I have an EA set in place that loops history trades and builds one large string with trade information. I then send this string every second from MT4 to the python backend using a plain PUSH/PULL
pattern.
For whatever reason, the data isn't received on the pull side when the string transferred becomes too long. The backend PULL
-socket slices each string and further processes it.
Any chance that the PULL
-side is too slow to grab and process all the data which then causes an overflow (so that a delay arises due to the processing part)?
Talking about file sizes we are well below 5kb per second.
This is the PULL
-socket, which manipulates the data after receiving it:
while True:
# check 24/7 for available data in the pull socket
try:
msg = zmq_socket.recv_string()
data = msg.split("|")
print(data)
# if data is available and msg is account info, handle as follows
if data[0] == "account_info":
[...]
except zmq.error.Again:
print("\nResource timeout.. please try again.")
sleep(0.000001)
I am a bit curious now since the pull socket seems to not even be able to process a string containing 40 trades with their according information on a single MT4 client - Python connection. I actually planned to set it up to handle more than 5.000 MT4 clients - python backend connections at once.
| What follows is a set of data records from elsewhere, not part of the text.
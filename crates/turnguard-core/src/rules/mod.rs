//! Rule sets: loading, validation and applicability.
//!
//! A rule set is loaded once per invocation and is immutable afterwards.
//! Rules are independent of each other; their file order only matters
//! when several of them contribute text to the same message.

mod parser;

pub use parser::RuleSetError;

use std::path::Path;

use crate::context::ModeContexts;
use crate::types::{Action, EvaluationContext, Mode, Rule, RuleId};

/// The validated rules for one invocation.
#[derive(Debug, Clone, Default, PartialEq, Eq)]
pub struct RuleSet {
    rules: Vec<Rule>,
}

/// A rule paired with the context it will be judged against.
#[derive(Debug, Clone, Copy)]
pub struct ApplicableRule<'a> {
    pub id: RuleId,
    pub rule: &'a Rule,
    pub context: &'a EvaluationContext,
}

impl RuleSet {
    pub fn new(rules: Vec<Rule>) -> Self {
        Self { rules }
    }

    pub fn empty() -> Self {
        Self::default()
    }

    /// Parse CSV rule content. Any invalid row rejects the whole set.
    pub fn from_csv(content: &str) -> Result<Self, RuleSetError> {
        parser::parse_rules(content).map(Self::new)
    }

    pub fn from_csv_file(path: impl AsRef<Path>) -> Result<Self, RuleSetError> {
        parser::parse_rules_file(path.as_ref()).map(Self::new)
    }

    pub fn len(&self) -> usize {
        self.rules.len()
    }

    pub fn is_empty(&self) -> bool {
        self.rules.is_empty()
    }

    pub fn get(&self, id: RuleId) -> Option<&Rule> {
        self.rules.get(id.0)
    }

    /// Rules with their ids, in file order.
    pub fn iter(&self) -> impl Iterator<Item = (RuleId, &Rule)> {
        self.rules.iter().enumerate().map(|(i, rule)| (RuleId(i), rule))
    }

    pub fn uses_mode(&self, mode: Mode) -> bool {
        self.rules.iter().any(|rule| rule.mode == mode)
    }

    pub fn count_by_action(&self, action: Action) -> usize {
        self.rules.iter().filter(|rule| rule.action == action).count()
    }

    /// Rules whose mode produced a context this invocation.
    pub fn applicable<'a>(&'a self, contexts: &'a ModeContexts) -> Vec<ApplicableRule<'a>> {
        self.iter()
            .filter_map(|(id, rule)| {
                contexts
                    .get(rule.mode)
                    .map(|context| ApplicableRule { id, rule, context })
            })
            .collect()
    }
}
//! Context extraction: which messages each mode judges.

use crate::types::{EvaluationContext, Message, Mode, Role};

/// Default minimum length (characters) of the final message for `last` rules.
pub const DEFAULT_MIN_LAST_LENGTH: usize = 50;

/// Separator placed between assistant messages of one turn.
pub const TURN_SEPARATOR: &str = "\n---\n";

/// Builds an [`EvaluationContext`] per mode from the transcript messages.
#[derive(Debug, Clone)]
pub struct ContextExtractor {
    min_last_length: usize,
}

impl ContextExtractor {
    pub fn new(min_last_length: usize) -> Self {
        Self { min_last_length }
    }

    pub fn min_last_length(&self) -> usize {
        self.min_last_length
    }

    /// Context for one mode, or `None` when the mode has nothing to judge.
    pub fn extract(
        &self,
        messages: &[Message],
        mode: Mode,
        policy: Option<&str>,
    ) -> Option<EvaluationContext> {
        let last = messages.iter().rev().find(|m| m.is_assistant())?;

        match mode {
            Mode::Turn => {
                let turn = turn_messages(messages);
                if turn.is_empty() {
                    return None;
                }
                Some(build_context(Mode::Turn, turn, None))
            }
            Mode::Last => {
                if last.char_len() < self.min_last_length {
                    tracing::debug!(
                        length = last.char_len(),
                        min = self.min_last_length,
                        "Final message below minimum length, skipping last-mode rules"
                    );
                    return None;
                }
                Some(build_context(Mode::Last, vec![last.clone()], None))
            }
            Mode::ClaudeMd => {
                let policy = policy.filter(|p| !p.trim().is_empty())?;
                let mut turn = turn_messages(messages);
                if turn.is_empty() {
                    turn.push(last.clone());
                }
                Some(build_context(Mode::ClaudeMd, turn, Some(policy.to_string())))
            }
        }
    }

    /// Contexts for every mode.
    pub fn extract_all(&self, messages: &[Message], policy: Option<&str>) -> ModeContexts {
        ModeContexts {
            turn: self.extract(messages, Mode::Turn, policy),
            last: self.extract(messages, Mode::Last, policy),
            claudemd: self.extract(messages, Mode::ClaudeMd, policy),
        }
    }
}

impl Default for ContextExtractor {
    fn default() -> Self {
        Self::new(DEFAULT_MIN_LAST_LENGTH)
    }
}

/// The per-mode contexts of one invocation.
#[derive(Debug, Clone, Default, PartialEq, Eq)]
pub struct ModeContexts {
    pub turn: Option<EvaluationContext>,
    pub last: Option<EvaluationContext>,
    pub claudemd: Option<EvaluationContext>,
}

impl ModeContexts {
    pub fn get(&self, mode: Mode) -> Option<&EvaluationContext> {
        match mode {
            Mode::Turn => self.turn.as_ref(),
            Mode::Last => self.last.as_ref(),
            Mode::ClaudeMd => self.claudemd.as_ref(),
        }
    }

    pub fn is_empty(&self) -> bool {
        Mode::ALL.iter().all(|mode| self.get(*mode).is_none())
    }
}

/// Assistant messages after the most recent user message.
fn turn_messages(messages: &[Message]) -> Vec<Message> {
    let start = messages
        .iter()
        .rposition(|m| m.role == Role::User)
        .map(|i| i + 1)
        .unwrap_or(0);

    messages[start..]
        .iter()
        .filter(|m| m.is_assistant())
        .cloned()
        .collect()
}

fn build_context(mode: Mode, messages: Vec<Message>, policy: Option<String>) -> EvaluationContext {
    let content = messages
        .iter()
        .map(|m| m.text.as_str())
        .collect::<Vec<_>>()
        .join(TURN_SEPARATOR);

    EvaluationContext {
        mode,
        messages,
        content,
        policy,
    }
}

#[cfg(test)]
mod tests {
    use super::*;

    const LONG: &str = "I refactored the parser, updated all call sites and the tests now pass.";

    fn conversation() -> Vec<Message> {
        vec![
            Message::user("First request", 0),
            Message::assistant("Old answer", 1),
            Message::user("Second request", 2),
            Message::assistant("Working on it.", 3),
            Message::assistant(LONG, 4),
        ]
    }

    #[test]
    fn test_turn_covers_messages_after_last_user() {
        let ctx = ContextExtractor::default()
            .extract(&conversation(), Mode::Turn, None)
            .unwrap();

        assert_eq!(ctx.message_count(), 2);
        assert_eq!(ctx.content, format!("Working on it.{TURN_SEPARATOR}{LONG}"));
        assert!(ctx.policy.is_none());
    }

    #[test]
    fn test_last_is_final_assistant_message() {
        let ctx = ContextExtractor::default()
            .extract(&conversation(), Mode::Last, None)
            .unwrap();

        assert_eq!(ctx.content, LONG);
        assert_eq!(ctx.messages[0].position, 4);
    }

    #[test]
    fn test_short_last_message_is_bypassed_but_turn_is_not() {
        let messages = vec![Message::user("go", 0), Message::assistant("Done.", 1)];
        let contexts = ContextExtractor::default().extract_all(&messages, Some("Always test"));

        assert!(contexts.last.is_none());
        assert!(contexts.turn.is_some());
        assert!(contexts.claudemd.is_some());
    }

    #[test]
    fn test_min_length_is_measured_in_characters() {
        // 5 characters, 15 bytes
        let messages = vec![Message::assistant("ééééé", 0)];
        let extractor = ContextExtractor::new(5);
        assert!(extractor.extract(&messages, Mode::Last, None).is_some());

        let extractor = ContextExtractor::new(6);
        assert!(extractor.extract(&messages, Mode::Last, None).is_none());
    }

    #[test]
    fn test_claudemd_requires_policy() {
        let extractor = ContextExtractor::default();
        assert!(extractor
            .extract(&conversation(), Mode::ClaudeMd, None)
            .is_none());
        assert!(extractor
            .extract(&conversation(), Mode::ClaudeMd, Some("  \n"))
            .is_none());

        let ctx = extractor
            .extract(&conversation(), Mode::ClaudeMd, Some("Never skip tests."))
            .unwrap();
        assert_eq!(ctx.policy.as_deref(), Some("Never skip tests."));
        assert_eq!(ctx.message_count(), 2);
    }

    #[test]
    fn test_claudemd_falls_back_to_last_message_when_turn_is_empty() {
        let messages = vec![
            Message::assistant(LONG, 0),
            Message::user("thanks", 1),
        ];
        let extractor = ContextExtractor::default();

        assert!(extractor.extract(&messages, Mode::Turn, None).is_none());
        let ctx = extractor
            .extract(&messages, Mode::ClaudeMd, Some("policy"))
            .unwrap();
        assert_eq!(ctx.content, LONG);
    }

    #[test]
    fn test_no_assistant_message_yields_nothing() {
        let messages = vec![Message::user("hello", 0)];
        let contexts = ContextExtractor::default().extract_all(&messages, Some("policy"));
        assert!(contexts.is_empty());

        assert!(ContextExtractor::default().extract_all(&[], None).is_empty());
    }
}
Q : Any chance that the pull side is too slow to grab and process all the data which then causes an overflow (so that a delay arises due to the processing part)?
Zero chance.
Sending 640 B each second is definitely no showstopper ( 5kb per second - is nowhere near a performance ceiling... )
The posted problem formulation is otherwise undecidable.
Step 1) POSACK/NACK
prove whether a PUSH
side accepts the payload for sending error-free.
Step 2) prove the PULL
side is not to be blamed - [PUSH.send(640*chr(64+i)) for i in range( 10 )]
via a python-2-python tcp://
-transport-class solo-channel crossing host-to-host hop, over at least your local physical network ( no VMCI/emulated vLAN, no other localhost colocation )
Step 3) if either steps above got POSACK
-ed, your next chances are the ZeroMQ configuration space and/or the MT4-based PUSH
-side incompatibility, most probably "hidden" inside a (not mentioned) third party ZeroMQ wrapper used / first-party issues with string
handling / processing ( which you must have already read about, as it has been so many times observed and mentioned in the past posts about this trouble with well "hidden" MQL4 internal eco-system changes ).